Menu categories and Top Category
How Restaurantology identifies what Concepts and Companies are most known for, and how this differs from menu item data.

Updated over a week ago
Restaurantology categories comprise over 250 tags that define what a restaurant can be known for. These tags help users quickly understand and filter Concepts and Companies based on their primary food and beverage identity.
Category groupings
Categories fall into four groupings:
- Type of establishment: bar, café, steakhouse, buffet
- Style of food preparation: gluten-free, vegan, kosher
- Cuisine: American (new), Tex-Mex, Japanese, Italian
- Food offered: Burgers, pretzels, coffee, ice cream

Top Category
While Concepts and Companies may have multiple Categories, Restaurantology identifies a Top Category based on unit-level aggregation, frequency, and relevance. This single category reflects what the Concept or Company is most known for and is used as a primary filter in Restaurantology’s Chrome extension, Salesforce app, and data exports.
[!NOTE]
Top Category helps sales and marketing teams prioritize outreach and segmentation by focusing on the primary cuisine or food type associated with each Concept or Company.

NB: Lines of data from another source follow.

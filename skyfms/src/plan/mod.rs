//! Flight-plan model and ingestion.
//!
//! A [`FlightPlan`] is an ordered, owned sequence of [`Leg`]s plus the static
//! route totals and airport metadata. It is built wholesale by ingestion and
//! swapped into the core atomically; the core never mutates a plan
//! incrementally while a newer one is being fetched.

mod airport;
pub mod ingest;
mod leg;
pub mod source;

pub use airport::{AirportInfo, DEFAULT_TRANSITION_FT};
pub use ingest::{PlanError, PlanResult};
pub use leg::{Leg, LegConstraint, KMH_PER_KNOT, KMH_PER_MACH};
pub use source::PlanSource;

use chrono::{DateTime, Utc};

use crate::geo;

/// Planned aircraft weights, kilograms unless noted.
#[derive(Debug, Clone, Copy, Default, PartialEq)]
pub struct PlanWeights {
    /// Estimated takeoff weight.
    pub tow_kg: f64,
    /// Estimated zero-fuel weight.
    pub zfw_kg: f64,
    /// Payload.
    pub payload_kg: f64,
    /// Passenger count.
    pub pax: u32,
    /// Cargo.
    pub cargo_kg: f64,
    /// Block (ramp) fuel.
    pub block_fuel_kg: f64,
}

/// Planned fuel figures, kilograms.
#[derive(Debug, Clone, Copy, Default, PartialEq)]
pub struct FuelPlan {
    /// Taxi fuel.
    pub taxi_kg: f64,
    /// Final reserve fuel.
    pub reserve_kg: f64,
    /// Planned fuel at landing.
    pub plan_landing_kg: f64,
}

/// Cruise conditions from the planning source, kept as published.
#[derive(Debug, Clone, Default, PartialEq)]
pub struct CruiseData {
    /// Average wind direction, degrees true (as text, e.g. `270`).
    pub avg_wind_dir: String,
    /// Average wind speed, knots (as text).
    pub avg_wind_spd: String,
    /// Average ISA temperature deviation (as text).
    pub avg_isa_dev: String,
}

/// The ordered route plus its static totals and airport metadata.
///
/// Insertion order is flight order; legs are never reordered. Segment
/// courses, static segment distances and the route total are stamped by
/// [`FlightPlan::stamp_segments`] after the leg list is assembled.
#[derive(Debug, Clone, Default, PartialEq)]
pub struct FlightPlan {
    /// Route waypoints in flight order.
    pub legs: Vec<Leg>,
    /// Departure airport metadata.
    pub origin: AirportInfo,
    /// Arrival airport metadata.
    pub destination: AirportInfo,
    /// Planned cruise altitude, feet.
    pub cruise_alt_ft: f64,
    /// Sum of all static segment lengths, NM.
    pub total_dist_static_nm: f64,
    /// Planned weights.
    pub weights: PlanWeights,
    /// Planned fuel figures.
    pub fuel: FuelPlan,
    /// Cruise conditions.
    pub cruise: CruiseData,
    /// Scheduled off-block time, when the source supplies one.
    pub sched_out: Option<DateTime<Utc>>,
}

impl FlightPlan {
    /// Build a plan from a leg list and airport records, stamping segment
    /// geometry and the route total.
    pub fn new(
        legs: Vec<Leg>,
        origin: AirportInfo,
        destination: AirportInfo,
        cruise_alt_ft: f64,
    ) -> Self {
        let mut plan = Self {
            legs,
            origin,
            destination,
            cruise_alt_ft,
            ..Self::default()
        };
        plan.stamp_segments();
        plan
    }

    /// Recompute each leg's arrival course and static segment length from
    /// its predecessor, and the route's total static distance.
    ///
    /// The first leg has no arriving segment; its course and length stay 0.
    pub fn stamp_segments(&mut self) {
        let mut total = 0.0;
        for i in 1..self.legs.len() {
            let (prev_lat, prev_lon) = {
                let prev = &self.legs[i - 1];
                (prev.latitude, prev.longitude)
            };
            let leg = &mut self.legs[i];
            leg.leg_course_deg =
                geo::bearing_deg(prev_lat, prev_lon, leg.latitude, leg.longitude);
            leg.leg_dist_static_nm =
                geo::distance_nm(prev_lat, prev_lon, leg.latitude, leg.longitude);
            total += leg.leg_dist_static_nm;
        }
        self.total_dist_static_nm = total;
    }

    /// Number of legs in the route.
    pub fn len(&self) -> usize {
        self.legs.len()
    }

    /// Whether the route has no legs.
    pub fn is_empty(&self) -> bool {
        self.legs.is_empty()
    }

    /// Index of the last leg, if any.
    pub fn last_index(&self) -> Option<usize> {
        self.legs.len().checked_sub(1)
    }
}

How categories are assigned
- Categories are assigned at the unit level.
- Unit-level categories are aggregated and prioritized by frequency.
- An algorithm assigns the most representative Category as the Top Category for each Concept or Company profile.
Menu Offerings (Spring 2025 release)
In Spring 2025, Restaurantology introduced Menu Offerings, a distinct layer of data that tracks menu-level and ingredient-level signals.
Key difference:
- Top Category identifies what a Concept or Company is most known for across its unit portfolio.
- Menu Offerings identify menu items or ingredients offered, regardless of whether they define the Concept’s primary identity.
For example, a casual dining chain may be known primarily for pizza (Top Category) but also offer wings, salads, and burgers (Menu Offerings). Menu Offerings provide a more detailed view of menu breadth and cross-sell opportunities.
[!INFO]
Menu Offerings data complements—but does not replace—Top Category. Together, they provide both high-level identity and detailed menu insights.